#### [Problem to solve]
What lines below contain the string "SendVersion"? List them all.

-------- Information shown

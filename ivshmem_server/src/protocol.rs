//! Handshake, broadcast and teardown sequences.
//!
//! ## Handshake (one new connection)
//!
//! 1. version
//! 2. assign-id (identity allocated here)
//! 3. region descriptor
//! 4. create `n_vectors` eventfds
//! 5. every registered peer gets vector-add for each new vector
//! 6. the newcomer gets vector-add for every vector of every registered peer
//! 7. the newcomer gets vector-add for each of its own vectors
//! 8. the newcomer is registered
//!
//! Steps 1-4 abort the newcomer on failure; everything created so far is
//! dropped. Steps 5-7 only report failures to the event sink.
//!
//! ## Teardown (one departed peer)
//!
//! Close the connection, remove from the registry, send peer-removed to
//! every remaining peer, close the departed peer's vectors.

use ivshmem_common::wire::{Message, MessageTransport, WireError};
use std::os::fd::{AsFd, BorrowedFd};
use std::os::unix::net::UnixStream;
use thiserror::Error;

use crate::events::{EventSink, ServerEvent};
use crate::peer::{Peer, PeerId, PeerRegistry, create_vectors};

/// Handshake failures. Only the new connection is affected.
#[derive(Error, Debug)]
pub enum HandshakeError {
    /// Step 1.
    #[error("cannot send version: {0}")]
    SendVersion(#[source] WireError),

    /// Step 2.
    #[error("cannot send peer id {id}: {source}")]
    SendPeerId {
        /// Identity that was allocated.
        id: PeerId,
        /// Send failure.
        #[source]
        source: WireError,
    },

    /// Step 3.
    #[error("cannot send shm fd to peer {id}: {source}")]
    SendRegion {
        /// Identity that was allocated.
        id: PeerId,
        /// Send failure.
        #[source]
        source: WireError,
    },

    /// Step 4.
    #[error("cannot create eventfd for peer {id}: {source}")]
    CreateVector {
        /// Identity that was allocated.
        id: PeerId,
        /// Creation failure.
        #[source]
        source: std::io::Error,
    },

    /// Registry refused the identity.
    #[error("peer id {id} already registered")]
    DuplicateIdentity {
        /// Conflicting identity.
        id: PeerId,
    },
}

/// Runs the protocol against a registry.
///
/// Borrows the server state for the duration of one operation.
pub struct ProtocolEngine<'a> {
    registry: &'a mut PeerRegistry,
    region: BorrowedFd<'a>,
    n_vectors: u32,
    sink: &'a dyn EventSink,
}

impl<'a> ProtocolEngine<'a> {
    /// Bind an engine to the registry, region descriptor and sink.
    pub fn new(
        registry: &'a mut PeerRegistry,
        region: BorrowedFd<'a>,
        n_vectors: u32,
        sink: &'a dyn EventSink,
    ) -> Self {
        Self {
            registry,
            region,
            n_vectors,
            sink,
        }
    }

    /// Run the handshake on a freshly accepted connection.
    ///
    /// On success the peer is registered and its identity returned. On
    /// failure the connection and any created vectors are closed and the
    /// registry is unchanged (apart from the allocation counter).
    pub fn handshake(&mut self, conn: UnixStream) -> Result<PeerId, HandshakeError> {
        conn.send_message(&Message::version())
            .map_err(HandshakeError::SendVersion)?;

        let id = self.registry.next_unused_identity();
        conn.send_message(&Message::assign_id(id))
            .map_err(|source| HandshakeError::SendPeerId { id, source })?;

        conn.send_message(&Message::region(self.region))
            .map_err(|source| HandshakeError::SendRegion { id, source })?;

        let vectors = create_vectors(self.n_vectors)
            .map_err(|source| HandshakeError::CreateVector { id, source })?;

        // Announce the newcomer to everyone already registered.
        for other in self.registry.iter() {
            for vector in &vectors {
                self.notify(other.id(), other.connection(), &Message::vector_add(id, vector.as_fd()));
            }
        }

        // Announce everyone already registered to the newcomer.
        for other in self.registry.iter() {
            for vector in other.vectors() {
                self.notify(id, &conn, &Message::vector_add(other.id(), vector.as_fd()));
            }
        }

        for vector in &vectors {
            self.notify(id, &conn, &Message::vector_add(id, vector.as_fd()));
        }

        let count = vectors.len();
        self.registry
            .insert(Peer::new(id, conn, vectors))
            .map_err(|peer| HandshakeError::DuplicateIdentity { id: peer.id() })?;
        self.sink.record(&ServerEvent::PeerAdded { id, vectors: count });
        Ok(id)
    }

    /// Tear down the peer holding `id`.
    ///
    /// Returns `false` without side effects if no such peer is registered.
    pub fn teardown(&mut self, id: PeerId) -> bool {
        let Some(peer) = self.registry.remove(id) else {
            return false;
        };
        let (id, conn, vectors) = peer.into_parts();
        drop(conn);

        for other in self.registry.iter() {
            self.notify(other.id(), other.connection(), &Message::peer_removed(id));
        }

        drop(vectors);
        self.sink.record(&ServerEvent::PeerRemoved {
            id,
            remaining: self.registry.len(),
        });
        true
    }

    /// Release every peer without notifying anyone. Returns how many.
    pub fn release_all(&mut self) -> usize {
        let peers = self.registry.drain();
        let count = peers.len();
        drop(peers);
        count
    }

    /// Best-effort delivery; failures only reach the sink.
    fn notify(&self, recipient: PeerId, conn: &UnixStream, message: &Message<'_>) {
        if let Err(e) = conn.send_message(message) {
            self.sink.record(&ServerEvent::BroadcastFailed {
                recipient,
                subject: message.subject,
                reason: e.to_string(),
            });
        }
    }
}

----------------

#### [Response to this task]
    SendVersion(#[source] WireError),
            .map_err(HandshakeError::SendVersion)?;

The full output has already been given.